Required work = Keep only those lines of the records that include the string "Debug".

[Items from a dataset]
===
use std::path::{Path, PathBuf};

// ---------------------------------------------------------------------------
// Directory constants
// ---------------------------------------------------------------------------

/// Marker directory used to find the project root.
pub const ROLLOUT_DIR: &str = ".rollout";
pub const CONFIG_FILE: &str = ".rollout/config.yaml";
pub const SESSIONS_DB: &str = ".rollout/sessions.db";

// ---------------------------------------------------------------------------
// Path helpers
// ---------------------------------------------------------------------------

pub fn config_path(root: &Path) -> PathBuf {
    root.join(CONFIG_FILE)
}

pub fn sessions_db_path(root: &Path) -> PathBuf {
    root.join(SESSIONS_DB)
}
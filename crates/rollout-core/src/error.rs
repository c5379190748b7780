use std::fmt;
use thiserror::Error;
use uuid::Uuid;

use crate::control_plane::ControlPlaneError;
use crate::types::{RolloutOutcome, ServiceRef, ServiceStatus, SpecId};

#[derive(Debug, Error)]
pub enum RolloutError {
    #[error("invalid service reference '{0}': expected <cluster>/<service>")]
    InvalidServiceRef(String),

    #[error("invalid rollout outcome: {0}")]
    InvalidOutcome(String),

    #[error("not found: {0}")]
    NotFound(String),

    #[error("container '{container}' not found in spec {spec_id}")]
    ContainerNotFound { container: String, spec_id: SpecId },

    #[error("invalid change: {0}")]
    InvalidChange(String),

    #[error("spec registration failed: {0}")]
    Registration(String),

    #[error("update rejected for {service}: {reason}")]
    UpdateRejected { service: ServiceRef, reason: String },

    #[error("rollout already in progress for {service} (session {session})")]
    RolloutInProgress { service: ServiceRef, session: Uuid },

    #[error("primary deployment missing for {0}")]
    PrimaryDeploymentMissing(ServiceRef),

    #[error("invalid transition from {from} to {to}")]
    InvalidTransition {
        from: RolloutOutcome,
        to: RolloutOutcome,
    },

    #[error("no timed-out rollout to roll back for {0}")]
    NothingToRollBack(ServiceRef),

    #[error("{service} is now running {active}, not {target}; not rolling back over it")]
    RollbackSuperseded {
        service: ServiceRef,
        target: SpecId,
        active: SpecId,
    },

    #[error("session journal at {0} is held by another rollout")]
    JournalBusy(String),

    #[error("control plane: {0}")]
    ControlPlane(#[from] ControlPlaneError),

    #[error("{context}")]
    Rollout {
        context: Box<RolloutContext>,
        #[source]
        source: Box<RolloutError>,
    },

    #[error("session db error: {0}")]
    SessionDb(String),

    #[error(transparent)]
    Io(#[from] std::io::Error),

    #[error(transparent)]
    Yaml(#[from] serde_yaml::Error),

    #[error(transparent)]
    Json(#[from] serde_json::Error),
}

impl RolloutError {
    /// Attach rollout context to an error raised mid-rollout.
    pub fn with_context(self, context: RolloutContext) -> Self {
        match self {
            already @ RolloutError::Rollout { .. } => already,
            other => RolloutError::Rollout {
                context: Box::new(context),
                source: Box::new(other),
            },
        }
    }

    /// The underlying error with any rollout context peeled off.
    pub fn inner(&self) -> &RolloutError {
        match self {
            RolloutError::Rollout { source, .. } => source.inner(),
            other => other,
        }
    }

    pub fn context(&self) -> Option<&RolloutContext> {
        match self {
            RolloutError::Rollout { context, .. } => Some(context),
            _ => None,
        }
    }
}

/// Everything needed to diagnose a failed rollout without re-querying the cluster.
#[derive(Debug, Clone, PartialEq)]
pub struct RolloutContext {
    pub service: ServiceRef,
    pub target_spec_id: Option<SpecId>,
    pub previous_spec_id: Option<SpecId>,
    pub last_status: Option<ServiceStatus>,
}

impl RolloutContext {
    pub fn new(service: ServiceRef) -> Self {
        Self {
            service,
            target_spec_id: None,
            previous_spec_id: None,
            last_status: None,
        }
    }
}

impl fmt::Display for RolloutContext {
    fn fmt(&self, f: &mut fmt::Formatter<'_>) -> fmt::Result {
        write!(f, "rollout of {} failed", self.service)?;
        let show = |id: &Option<SpecId>| {
            id.as_ref()
                .map(|s| s.to_string())
                .unwrap_or_else(|| "-".into())
        };
        write!(
            f,
            " (target {}, previous {}",
            show(&self.target_spec_id),
            show(&self.previous_spec_id)
        )?;
        if let Some(st) = &self.last_status {
            write!(
                f,
                ", last seen {}/{} running, {} pending",
                st.running_count, st.desired_count, st.pending_count
            )?;
        }
        f.write_str(")")
    }
}

pub type Result<T> = std::result::Result<T, RolloutError>;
===
Exercise solution =
#[derive(Debug, Error)]
#[derive(Debug, Clone, PartialEq)]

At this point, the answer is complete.